> _EXERCISE PROMPT_: Each line below has to be set down again exactly.

> _AVAILABLE DATA_:
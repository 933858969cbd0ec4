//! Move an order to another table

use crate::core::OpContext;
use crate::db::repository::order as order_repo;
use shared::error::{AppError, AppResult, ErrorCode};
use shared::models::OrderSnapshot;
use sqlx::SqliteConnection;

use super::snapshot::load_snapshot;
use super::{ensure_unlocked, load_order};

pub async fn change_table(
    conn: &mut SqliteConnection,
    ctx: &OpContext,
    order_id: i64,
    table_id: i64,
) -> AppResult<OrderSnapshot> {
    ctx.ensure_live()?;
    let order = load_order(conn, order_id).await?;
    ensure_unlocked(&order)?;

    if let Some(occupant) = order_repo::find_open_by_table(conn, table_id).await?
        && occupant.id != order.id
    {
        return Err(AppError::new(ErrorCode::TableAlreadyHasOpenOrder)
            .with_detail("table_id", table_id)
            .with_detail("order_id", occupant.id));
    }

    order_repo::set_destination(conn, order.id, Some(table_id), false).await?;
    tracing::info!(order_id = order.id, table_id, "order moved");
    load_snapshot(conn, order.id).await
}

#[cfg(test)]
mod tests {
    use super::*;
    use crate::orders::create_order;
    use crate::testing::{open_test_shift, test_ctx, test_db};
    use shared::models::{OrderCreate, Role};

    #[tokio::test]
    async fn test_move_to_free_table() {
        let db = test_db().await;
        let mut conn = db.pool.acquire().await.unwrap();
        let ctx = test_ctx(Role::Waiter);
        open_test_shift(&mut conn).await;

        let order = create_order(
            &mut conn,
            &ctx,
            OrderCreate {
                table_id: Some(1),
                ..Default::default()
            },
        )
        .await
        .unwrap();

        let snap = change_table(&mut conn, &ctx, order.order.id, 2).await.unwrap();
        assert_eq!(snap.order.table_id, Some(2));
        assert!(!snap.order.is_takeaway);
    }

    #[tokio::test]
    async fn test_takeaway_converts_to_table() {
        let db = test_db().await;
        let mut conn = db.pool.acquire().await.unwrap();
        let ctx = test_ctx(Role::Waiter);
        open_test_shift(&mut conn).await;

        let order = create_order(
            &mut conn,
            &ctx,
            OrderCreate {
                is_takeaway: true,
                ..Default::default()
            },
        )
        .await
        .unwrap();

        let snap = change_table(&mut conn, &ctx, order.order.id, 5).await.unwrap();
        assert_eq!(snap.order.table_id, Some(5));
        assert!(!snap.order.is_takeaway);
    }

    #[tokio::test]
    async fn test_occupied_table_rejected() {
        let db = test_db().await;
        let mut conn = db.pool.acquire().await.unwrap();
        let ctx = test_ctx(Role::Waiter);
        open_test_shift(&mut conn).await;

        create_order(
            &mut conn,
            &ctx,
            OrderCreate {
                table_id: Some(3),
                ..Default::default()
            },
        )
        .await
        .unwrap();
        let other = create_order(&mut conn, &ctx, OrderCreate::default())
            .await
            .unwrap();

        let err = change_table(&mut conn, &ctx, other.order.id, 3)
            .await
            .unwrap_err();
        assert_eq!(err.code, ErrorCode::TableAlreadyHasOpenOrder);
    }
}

> _EXERCISE ANSWER_:
repository 933858969cbd0ec4
//! Move an order to another table

use crate::core::OpContext;
use crate::db::repository::order as order_repo;
use shared::error::{AppError, AppResult, ErrorCode};
use shared::models::OrderSnapshot;
use sqlx::SqliteConnection;

use super::snapshot::load_snapshot;
use super::{ensure_unlocked, load_order};

pub async fn change_table(
    conn: &mut SqliteConnection,
    ctx: &OpContext,
    order_id: i64,
    table_id: i64,
) -> AppResult<OrderSnapshot> {
    ctx.ensure_live()?;
    let order = load_order(conn, order_id).await?;
    ensure_unlocked(&order)?;

    if let Some(occupant) = order_repo::find_open_by_table(conn, table_id).await?
        && occupant.id != order.id
    {
        return Err(AppError::new(ErrorCode::TableAlreadyHasOpenOrder)
            .with_detail("table_id", table_id)
            .with_detail("order_id", occupant.id));
    }

    order_repo::set_destination(conn, order.id, Some(table_id), false).await?;
    tracing::info!(order_id = order.id, table_id, "order moved");
    load_snapshot(conn, order.id).await
}

#[cfg(test)]
mod tests {
    use super::*;
    use crate::orders::create_order;
    use crate::testing::{open_test_shift, test_ctx, test_db};
    use shared::models::{OrderCreate, Role};

    #[tokio::test]
    async fn test_move_to_free_table() {
        let db = test_db().await;
        let mut conn = db.pool.acquire().await.unwrap();
        let ctx = test_ctx(Role::Waiter);
        open_test_shift(&mut conn).await;

        let order = create_order(
            &mut conn,
            &ctx,
            OrderCreate {
                table_id: Some(1),
                ..Default::default()
            },
        )
        .await
        .unwrap();

        let snap = change_table(&mut conn, &ctx, order.order.id, 2).await.unwrap();
        assert_eq!(snap.order.table_id, Some(2));
        assert!(!snap.order.is_takeaway);
    }

    #[tokio::test]
    async fn test_takeaway_converts_to_table() {
        let db = test_db().await;
        let mut conn = db.pool.acquire().await.unwrap();
        let ctx = test_ctx(Role::Waiter);
        open_test_shift(&mut conn).await;

        let order = create_order(
            &mut conn,
            &ctx,
            OrderCreate {
                is_takeaway: true,
                ..Default::default()
            },
        )
        .await
        .unwrap();

        let snap = change_table(&mut conn, &ctx, order.order.id, 5).await.unwrap();
        assert_eq!(snap.order.table_id, Some(5));
        assert!(!snap.order.is_takeaway);
    }

    #[tokio::test]
    async fn test_occupied_table_rejected() {
        let db = test_db().await;
        let mut conn = db.pool.acquire().await.unwrap();
        let ctx = test_ctx(Role::Waiter);
        open_test_shift(&mut conn).await;

        create_order(
            &mut conn,
            &ctx,
            OrderCreate {
                table_id: Some(3),
                ..Default::default()
            },
        )
        .await
        .unwrap();
        let other = create_order(&mut conn, &ctx, OrderCreate::default())
            .await
            .unwrap();

        let err = change_table(&mut conn, &ctx, other.order.id, 3)
            .await
            .unwrap_err();
        assert_eq!(err.code, ErrorCode::TableAlreadyHasOpenOrder);
    }
}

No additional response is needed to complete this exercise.